[[ Information provided, beginning ]]

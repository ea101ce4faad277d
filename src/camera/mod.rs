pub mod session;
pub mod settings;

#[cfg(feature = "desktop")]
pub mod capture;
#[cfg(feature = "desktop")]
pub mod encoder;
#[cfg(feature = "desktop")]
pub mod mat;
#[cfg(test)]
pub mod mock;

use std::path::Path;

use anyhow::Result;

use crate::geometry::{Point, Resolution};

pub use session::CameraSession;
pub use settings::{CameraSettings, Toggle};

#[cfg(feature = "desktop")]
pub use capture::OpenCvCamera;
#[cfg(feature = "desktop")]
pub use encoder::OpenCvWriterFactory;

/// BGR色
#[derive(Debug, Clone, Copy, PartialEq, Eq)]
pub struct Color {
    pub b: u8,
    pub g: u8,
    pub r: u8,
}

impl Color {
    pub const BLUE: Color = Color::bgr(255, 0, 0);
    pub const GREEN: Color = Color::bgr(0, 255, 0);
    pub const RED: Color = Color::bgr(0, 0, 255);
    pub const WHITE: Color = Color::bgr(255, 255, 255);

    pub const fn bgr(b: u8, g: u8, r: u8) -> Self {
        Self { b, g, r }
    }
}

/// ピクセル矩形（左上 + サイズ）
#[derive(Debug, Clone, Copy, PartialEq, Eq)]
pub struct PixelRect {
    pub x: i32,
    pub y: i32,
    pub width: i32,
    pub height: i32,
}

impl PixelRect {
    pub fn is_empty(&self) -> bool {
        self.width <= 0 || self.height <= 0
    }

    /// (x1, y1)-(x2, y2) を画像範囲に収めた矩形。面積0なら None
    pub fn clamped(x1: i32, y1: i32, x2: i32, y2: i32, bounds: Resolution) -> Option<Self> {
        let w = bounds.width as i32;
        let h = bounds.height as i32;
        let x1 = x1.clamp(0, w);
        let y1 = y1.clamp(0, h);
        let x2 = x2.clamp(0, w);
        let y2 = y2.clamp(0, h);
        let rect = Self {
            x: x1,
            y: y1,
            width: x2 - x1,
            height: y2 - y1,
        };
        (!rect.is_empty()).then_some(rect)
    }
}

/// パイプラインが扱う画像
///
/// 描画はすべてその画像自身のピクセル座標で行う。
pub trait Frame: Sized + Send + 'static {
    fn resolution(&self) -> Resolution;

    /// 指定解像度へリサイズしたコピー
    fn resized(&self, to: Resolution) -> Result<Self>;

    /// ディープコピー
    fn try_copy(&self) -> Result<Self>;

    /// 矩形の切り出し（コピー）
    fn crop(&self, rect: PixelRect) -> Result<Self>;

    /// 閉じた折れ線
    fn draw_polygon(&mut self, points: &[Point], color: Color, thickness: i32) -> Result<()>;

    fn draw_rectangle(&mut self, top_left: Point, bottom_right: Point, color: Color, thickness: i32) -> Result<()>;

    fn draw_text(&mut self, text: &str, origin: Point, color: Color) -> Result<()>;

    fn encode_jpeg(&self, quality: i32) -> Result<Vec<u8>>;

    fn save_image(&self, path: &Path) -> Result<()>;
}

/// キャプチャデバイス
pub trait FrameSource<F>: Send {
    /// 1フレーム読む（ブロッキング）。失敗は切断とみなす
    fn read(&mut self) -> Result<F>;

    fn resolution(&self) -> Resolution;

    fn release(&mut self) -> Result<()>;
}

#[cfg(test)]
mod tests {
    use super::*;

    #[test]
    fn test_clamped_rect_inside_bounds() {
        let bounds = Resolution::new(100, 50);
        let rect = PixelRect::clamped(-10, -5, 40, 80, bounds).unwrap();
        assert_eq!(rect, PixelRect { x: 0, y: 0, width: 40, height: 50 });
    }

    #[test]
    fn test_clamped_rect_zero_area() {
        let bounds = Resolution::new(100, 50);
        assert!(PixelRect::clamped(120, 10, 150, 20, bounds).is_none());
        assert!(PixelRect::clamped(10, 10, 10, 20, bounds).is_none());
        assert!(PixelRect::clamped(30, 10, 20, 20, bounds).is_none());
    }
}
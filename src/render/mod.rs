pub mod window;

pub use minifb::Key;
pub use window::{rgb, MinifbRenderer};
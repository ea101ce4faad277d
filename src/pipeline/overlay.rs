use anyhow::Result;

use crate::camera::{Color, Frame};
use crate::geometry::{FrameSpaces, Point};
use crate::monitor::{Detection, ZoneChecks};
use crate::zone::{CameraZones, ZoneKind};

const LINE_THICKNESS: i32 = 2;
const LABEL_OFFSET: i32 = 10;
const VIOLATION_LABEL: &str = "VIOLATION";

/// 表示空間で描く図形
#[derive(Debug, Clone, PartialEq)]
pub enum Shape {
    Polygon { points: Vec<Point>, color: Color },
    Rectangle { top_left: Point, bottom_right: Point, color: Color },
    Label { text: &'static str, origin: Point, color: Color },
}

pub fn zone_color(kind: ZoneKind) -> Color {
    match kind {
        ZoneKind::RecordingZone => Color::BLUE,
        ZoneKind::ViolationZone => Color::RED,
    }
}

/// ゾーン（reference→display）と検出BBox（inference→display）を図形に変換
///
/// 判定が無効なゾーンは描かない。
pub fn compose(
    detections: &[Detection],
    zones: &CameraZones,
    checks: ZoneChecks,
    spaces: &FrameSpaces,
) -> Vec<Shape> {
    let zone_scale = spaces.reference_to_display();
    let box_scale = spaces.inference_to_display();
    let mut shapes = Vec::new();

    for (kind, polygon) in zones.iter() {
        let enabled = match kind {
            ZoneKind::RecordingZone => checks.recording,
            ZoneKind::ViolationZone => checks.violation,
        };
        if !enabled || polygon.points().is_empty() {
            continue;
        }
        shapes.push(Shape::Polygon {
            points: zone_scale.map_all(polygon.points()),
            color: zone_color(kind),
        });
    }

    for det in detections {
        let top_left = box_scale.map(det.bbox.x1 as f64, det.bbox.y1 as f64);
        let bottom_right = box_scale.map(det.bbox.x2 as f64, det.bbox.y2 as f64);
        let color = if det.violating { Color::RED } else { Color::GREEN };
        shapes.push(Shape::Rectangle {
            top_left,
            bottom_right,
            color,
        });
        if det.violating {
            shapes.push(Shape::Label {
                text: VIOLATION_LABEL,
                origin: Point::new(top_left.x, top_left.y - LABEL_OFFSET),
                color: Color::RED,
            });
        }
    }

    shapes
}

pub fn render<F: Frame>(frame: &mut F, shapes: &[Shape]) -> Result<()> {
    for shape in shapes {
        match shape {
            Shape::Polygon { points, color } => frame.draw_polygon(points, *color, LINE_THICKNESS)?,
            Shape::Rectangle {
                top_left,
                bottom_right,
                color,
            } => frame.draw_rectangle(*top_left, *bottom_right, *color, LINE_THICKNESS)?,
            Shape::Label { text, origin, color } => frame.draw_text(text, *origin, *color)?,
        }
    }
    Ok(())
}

[[ Information provided, end ]]

How to complete this task: When a line of the data holds the string "Path", pick it out and copy it.

The answer:
use std::path::Path;
    fn save_image(&self, path: &Path) -> Result<()>;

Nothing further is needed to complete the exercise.